- [Task requirements]
With the string "back" as the filter, copy each matching line from the records.

=== Begin Enclosure ===

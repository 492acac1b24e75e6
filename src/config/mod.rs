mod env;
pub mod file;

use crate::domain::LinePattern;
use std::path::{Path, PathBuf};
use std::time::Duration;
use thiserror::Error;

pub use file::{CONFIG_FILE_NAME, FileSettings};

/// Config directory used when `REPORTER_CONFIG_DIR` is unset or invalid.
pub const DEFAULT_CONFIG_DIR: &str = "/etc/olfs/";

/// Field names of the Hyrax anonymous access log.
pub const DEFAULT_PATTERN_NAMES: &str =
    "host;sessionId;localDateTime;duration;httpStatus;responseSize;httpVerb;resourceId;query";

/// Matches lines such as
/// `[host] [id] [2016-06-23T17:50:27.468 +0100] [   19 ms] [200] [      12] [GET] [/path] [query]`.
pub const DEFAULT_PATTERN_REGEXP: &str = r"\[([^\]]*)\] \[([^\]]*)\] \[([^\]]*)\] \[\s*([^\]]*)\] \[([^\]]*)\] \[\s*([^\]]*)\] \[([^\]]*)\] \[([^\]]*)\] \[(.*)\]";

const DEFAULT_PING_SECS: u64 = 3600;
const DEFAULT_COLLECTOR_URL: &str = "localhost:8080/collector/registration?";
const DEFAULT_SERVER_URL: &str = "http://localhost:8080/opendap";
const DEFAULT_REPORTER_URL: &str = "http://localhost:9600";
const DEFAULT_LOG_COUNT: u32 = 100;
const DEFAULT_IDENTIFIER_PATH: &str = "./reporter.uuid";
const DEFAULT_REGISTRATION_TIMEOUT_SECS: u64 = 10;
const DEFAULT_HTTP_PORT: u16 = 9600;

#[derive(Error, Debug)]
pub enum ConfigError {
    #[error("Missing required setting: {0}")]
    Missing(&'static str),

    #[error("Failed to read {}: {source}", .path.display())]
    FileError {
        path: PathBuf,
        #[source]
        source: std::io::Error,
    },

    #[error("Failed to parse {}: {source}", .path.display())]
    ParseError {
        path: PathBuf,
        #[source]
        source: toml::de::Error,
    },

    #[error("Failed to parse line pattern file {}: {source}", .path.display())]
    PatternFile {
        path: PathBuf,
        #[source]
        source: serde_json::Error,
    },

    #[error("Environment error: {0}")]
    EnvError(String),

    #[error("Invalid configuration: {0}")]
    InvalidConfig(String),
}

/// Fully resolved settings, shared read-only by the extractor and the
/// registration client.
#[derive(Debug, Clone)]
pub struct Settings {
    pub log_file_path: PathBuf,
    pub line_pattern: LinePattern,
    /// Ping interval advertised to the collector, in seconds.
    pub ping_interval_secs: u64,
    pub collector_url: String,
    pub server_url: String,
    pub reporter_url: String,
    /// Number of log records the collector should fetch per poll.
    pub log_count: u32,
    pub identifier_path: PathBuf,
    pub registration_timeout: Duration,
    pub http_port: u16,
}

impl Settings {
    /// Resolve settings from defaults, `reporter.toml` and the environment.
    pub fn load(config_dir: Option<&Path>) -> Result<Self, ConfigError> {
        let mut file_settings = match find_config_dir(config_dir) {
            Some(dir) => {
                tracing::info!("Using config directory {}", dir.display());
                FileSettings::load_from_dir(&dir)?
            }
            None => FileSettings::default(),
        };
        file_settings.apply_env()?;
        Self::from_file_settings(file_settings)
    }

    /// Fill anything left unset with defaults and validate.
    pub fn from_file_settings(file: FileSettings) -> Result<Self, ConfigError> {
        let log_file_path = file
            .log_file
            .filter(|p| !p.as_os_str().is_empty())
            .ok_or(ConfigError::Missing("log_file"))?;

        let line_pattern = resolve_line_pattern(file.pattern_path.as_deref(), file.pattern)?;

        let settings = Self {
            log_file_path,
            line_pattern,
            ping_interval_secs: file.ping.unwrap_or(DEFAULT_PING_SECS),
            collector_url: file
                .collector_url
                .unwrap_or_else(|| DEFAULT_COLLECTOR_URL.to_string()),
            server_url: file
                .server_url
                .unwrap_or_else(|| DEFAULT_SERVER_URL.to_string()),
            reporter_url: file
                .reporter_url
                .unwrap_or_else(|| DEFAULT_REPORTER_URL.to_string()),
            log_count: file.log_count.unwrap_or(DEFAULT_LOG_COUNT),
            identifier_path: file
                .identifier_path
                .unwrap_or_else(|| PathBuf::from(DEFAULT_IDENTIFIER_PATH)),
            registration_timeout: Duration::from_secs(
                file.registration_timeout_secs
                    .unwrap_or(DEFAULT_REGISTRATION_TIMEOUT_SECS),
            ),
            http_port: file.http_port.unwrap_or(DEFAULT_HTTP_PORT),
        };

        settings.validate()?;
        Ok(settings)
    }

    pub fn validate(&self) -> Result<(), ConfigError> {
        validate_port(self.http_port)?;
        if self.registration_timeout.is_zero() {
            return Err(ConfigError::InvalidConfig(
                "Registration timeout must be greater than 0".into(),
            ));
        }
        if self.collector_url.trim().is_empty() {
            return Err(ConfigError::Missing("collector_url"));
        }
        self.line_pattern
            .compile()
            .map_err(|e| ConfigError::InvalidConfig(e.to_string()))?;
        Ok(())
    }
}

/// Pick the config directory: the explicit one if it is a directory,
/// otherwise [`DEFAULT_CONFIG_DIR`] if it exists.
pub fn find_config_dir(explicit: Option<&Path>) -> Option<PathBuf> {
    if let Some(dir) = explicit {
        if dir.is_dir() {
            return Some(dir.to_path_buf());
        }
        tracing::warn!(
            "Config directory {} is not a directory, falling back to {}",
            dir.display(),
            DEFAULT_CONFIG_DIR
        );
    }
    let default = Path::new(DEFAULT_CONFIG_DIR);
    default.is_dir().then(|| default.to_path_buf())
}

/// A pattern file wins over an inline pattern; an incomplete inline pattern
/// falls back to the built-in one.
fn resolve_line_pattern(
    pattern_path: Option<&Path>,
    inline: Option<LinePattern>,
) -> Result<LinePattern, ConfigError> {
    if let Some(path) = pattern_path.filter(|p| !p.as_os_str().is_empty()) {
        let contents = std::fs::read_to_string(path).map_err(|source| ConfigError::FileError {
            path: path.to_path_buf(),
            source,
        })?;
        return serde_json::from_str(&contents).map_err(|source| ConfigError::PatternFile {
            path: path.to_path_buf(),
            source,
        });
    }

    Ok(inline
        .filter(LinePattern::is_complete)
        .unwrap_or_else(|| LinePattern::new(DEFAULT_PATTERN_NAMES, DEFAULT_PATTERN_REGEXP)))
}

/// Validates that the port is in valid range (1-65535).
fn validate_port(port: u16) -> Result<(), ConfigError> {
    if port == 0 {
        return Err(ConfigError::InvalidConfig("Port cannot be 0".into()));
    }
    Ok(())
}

=== End Enclosure ===
=== Begin Enclosure ===

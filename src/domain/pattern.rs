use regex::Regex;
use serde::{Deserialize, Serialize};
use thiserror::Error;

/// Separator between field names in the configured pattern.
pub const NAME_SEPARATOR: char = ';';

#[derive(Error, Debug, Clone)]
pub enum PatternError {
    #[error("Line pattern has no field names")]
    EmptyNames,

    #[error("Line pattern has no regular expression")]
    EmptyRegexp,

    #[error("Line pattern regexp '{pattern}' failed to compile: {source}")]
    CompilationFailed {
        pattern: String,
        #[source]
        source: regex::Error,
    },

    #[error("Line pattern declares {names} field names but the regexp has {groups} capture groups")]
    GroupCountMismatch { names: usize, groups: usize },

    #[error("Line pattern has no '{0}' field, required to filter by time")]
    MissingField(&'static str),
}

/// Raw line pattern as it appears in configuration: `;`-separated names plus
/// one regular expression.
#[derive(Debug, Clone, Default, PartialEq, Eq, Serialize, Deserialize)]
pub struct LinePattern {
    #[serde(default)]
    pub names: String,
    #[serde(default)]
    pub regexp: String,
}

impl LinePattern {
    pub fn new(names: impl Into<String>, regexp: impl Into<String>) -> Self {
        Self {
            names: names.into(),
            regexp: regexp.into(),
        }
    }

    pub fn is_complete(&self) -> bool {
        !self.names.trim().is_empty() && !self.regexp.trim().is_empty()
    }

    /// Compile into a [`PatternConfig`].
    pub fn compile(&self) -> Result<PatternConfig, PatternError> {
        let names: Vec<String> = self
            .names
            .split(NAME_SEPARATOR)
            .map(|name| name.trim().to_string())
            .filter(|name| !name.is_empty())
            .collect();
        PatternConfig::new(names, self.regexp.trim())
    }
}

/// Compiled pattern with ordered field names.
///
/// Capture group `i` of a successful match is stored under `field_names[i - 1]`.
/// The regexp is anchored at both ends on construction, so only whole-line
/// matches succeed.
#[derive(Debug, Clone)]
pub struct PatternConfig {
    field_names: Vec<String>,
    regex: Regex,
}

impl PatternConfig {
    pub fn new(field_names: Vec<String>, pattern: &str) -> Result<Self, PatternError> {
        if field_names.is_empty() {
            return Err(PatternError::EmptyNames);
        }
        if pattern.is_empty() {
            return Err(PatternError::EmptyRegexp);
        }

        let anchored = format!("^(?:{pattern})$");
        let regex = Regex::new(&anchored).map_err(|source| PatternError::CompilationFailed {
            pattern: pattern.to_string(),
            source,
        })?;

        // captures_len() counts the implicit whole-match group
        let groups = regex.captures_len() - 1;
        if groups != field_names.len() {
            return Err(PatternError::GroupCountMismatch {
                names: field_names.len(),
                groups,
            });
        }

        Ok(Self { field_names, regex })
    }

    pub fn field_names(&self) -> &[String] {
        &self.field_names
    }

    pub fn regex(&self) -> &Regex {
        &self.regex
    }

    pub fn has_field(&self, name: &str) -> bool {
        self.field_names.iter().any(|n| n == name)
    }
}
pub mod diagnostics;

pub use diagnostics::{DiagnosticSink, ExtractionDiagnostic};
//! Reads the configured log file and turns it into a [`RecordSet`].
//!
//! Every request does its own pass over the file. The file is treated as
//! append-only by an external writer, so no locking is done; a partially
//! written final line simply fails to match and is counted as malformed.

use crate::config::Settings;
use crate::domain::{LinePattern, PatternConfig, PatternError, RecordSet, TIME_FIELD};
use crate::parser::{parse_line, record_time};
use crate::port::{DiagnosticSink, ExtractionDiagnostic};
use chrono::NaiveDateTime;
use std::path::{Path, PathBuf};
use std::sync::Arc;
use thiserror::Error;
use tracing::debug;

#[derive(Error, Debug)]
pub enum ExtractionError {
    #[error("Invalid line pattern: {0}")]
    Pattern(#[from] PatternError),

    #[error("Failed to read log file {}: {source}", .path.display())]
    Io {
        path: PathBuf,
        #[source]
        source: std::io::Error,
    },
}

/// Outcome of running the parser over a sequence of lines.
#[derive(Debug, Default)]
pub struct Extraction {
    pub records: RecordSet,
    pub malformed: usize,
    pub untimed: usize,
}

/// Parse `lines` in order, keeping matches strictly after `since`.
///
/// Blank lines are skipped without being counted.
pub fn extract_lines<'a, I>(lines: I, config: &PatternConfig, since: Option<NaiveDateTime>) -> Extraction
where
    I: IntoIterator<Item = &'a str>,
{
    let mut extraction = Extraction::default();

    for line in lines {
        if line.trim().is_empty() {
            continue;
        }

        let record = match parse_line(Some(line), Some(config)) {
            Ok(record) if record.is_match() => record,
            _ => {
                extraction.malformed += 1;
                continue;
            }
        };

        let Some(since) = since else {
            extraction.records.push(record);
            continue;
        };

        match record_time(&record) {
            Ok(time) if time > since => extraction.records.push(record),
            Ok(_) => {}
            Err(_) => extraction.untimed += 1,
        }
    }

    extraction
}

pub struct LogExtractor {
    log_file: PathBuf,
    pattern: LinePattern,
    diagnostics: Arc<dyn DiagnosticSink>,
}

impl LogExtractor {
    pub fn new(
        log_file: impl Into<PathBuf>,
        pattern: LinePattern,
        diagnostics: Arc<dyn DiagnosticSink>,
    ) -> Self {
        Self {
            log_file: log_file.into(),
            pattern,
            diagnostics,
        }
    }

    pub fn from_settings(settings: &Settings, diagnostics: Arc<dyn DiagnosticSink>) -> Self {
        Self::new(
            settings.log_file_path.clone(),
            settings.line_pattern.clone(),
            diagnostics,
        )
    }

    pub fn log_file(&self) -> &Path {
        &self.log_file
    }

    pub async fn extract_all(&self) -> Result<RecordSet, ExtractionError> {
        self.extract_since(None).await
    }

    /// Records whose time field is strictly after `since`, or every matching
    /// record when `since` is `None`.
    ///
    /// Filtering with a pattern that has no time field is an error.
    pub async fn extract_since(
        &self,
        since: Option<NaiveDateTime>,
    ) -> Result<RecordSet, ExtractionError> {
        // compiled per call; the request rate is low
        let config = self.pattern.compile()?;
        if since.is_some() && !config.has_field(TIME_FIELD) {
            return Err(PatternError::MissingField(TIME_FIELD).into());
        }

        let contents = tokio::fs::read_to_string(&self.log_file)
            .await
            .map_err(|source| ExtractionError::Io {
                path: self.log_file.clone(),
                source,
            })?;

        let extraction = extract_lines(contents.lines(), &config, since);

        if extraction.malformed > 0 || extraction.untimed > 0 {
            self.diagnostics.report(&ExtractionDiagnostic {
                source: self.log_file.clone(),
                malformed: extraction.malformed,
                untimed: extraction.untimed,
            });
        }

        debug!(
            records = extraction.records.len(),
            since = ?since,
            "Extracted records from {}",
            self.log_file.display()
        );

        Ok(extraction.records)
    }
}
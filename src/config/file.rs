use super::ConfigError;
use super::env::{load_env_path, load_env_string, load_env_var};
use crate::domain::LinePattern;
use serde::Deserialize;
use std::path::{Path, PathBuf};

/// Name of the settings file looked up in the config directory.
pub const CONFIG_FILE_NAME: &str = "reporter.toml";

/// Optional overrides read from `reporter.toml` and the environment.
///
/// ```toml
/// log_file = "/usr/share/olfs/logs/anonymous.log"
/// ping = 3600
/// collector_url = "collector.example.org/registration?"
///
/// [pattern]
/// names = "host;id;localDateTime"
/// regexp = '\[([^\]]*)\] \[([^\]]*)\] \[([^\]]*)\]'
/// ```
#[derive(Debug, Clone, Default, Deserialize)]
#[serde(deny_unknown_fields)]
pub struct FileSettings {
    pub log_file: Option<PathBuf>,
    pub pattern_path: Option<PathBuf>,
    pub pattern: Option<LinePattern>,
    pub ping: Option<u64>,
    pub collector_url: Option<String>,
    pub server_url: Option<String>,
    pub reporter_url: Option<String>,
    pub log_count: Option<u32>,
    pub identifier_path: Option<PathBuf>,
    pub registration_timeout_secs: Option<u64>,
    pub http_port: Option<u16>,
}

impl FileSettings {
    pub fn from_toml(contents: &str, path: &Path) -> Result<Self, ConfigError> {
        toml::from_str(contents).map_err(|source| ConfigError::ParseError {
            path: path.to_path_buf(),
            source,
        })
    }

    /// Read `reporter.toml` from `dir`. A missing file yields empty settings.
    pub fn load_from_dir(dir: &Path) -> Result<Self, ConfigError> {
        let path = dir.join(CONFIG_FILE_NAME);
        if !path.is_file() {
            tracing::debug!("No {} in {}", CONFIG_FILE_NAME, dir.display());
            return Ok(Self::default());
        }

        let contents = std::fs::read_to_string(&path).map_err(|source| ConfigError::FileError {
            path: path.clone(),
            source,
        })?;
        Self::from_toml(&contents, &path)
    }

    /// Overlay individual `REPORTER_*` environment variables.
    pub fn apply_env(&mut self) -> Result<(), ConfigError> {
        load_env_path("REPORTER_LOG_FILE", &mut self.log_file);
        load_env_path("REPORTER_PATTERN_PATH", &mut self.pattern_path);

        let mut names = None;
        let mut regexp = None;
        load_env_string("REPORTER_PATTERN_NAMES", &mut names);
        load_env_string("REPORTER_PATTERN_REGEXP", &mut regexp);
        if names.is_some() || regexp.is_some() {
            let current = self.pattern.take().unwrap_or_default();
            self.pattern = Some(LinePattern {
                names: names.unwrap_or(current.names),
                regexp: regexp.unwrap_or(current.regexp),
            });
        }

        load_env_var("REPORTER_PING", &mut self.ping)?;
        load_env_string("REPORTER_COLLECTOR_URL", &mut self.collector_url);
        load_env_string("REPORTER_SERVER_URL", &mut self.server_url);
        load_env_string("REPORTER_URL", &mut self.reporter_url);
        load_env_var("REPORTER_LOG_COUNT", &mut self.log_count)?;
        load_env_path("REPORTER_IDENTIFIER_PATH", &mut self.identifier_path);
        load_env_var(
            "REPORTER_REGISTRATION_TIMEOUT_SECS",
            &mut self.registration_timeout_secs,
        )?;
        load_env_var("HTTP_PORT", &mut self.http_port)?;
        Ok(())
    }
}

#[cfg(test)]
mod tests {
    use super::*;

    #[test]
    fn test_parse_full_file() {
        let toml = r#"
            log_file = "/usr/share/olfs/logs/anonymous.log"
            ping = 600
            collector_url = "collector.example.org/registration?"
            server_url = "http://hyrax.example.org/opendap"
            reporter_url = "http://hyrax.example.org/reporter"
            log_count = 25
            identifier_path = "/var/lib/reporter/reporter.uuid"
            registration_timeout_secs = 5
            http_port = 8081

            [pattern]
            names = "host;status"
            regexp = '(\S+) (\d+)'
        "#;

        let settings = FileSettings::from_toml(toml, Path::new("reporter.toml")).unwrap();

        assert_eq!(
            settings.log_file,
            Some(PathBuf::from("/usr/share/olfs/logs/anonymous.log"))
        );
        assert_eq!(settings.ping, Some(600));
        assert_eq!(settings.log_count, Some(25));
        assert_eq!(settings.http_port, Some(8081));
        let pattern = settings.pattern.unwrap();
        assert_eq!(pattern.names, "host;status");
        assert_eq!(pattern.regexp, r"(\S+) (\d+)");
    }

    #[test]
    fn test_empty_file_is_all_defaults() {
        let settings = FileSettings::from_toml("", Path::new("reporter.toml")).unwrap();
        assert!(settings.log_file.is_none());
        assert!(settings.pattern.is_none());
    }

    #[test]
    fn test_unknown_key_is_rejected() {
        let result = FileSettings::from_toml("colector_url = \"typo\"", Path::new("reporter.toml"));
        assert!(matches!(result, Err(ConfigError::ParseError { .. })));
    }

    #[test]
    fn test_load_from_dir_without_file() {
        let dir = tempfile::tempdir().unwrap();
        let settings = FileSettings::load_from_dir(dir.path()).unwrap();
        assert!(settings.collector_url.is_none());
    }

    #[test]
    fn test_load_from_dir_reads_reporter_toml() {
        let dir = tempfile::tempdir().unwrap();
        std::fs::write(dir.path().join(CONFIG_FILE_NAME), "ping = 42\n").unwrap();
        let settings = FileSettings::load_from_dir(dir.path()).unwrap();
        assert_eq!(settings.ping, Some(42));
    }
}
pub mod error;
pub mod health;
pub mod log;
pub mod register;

=== End Enclosure ===

- [Exercise response]
            "Config directory {} is not a directory, falling back to {}",
/// falls back to the built-in one.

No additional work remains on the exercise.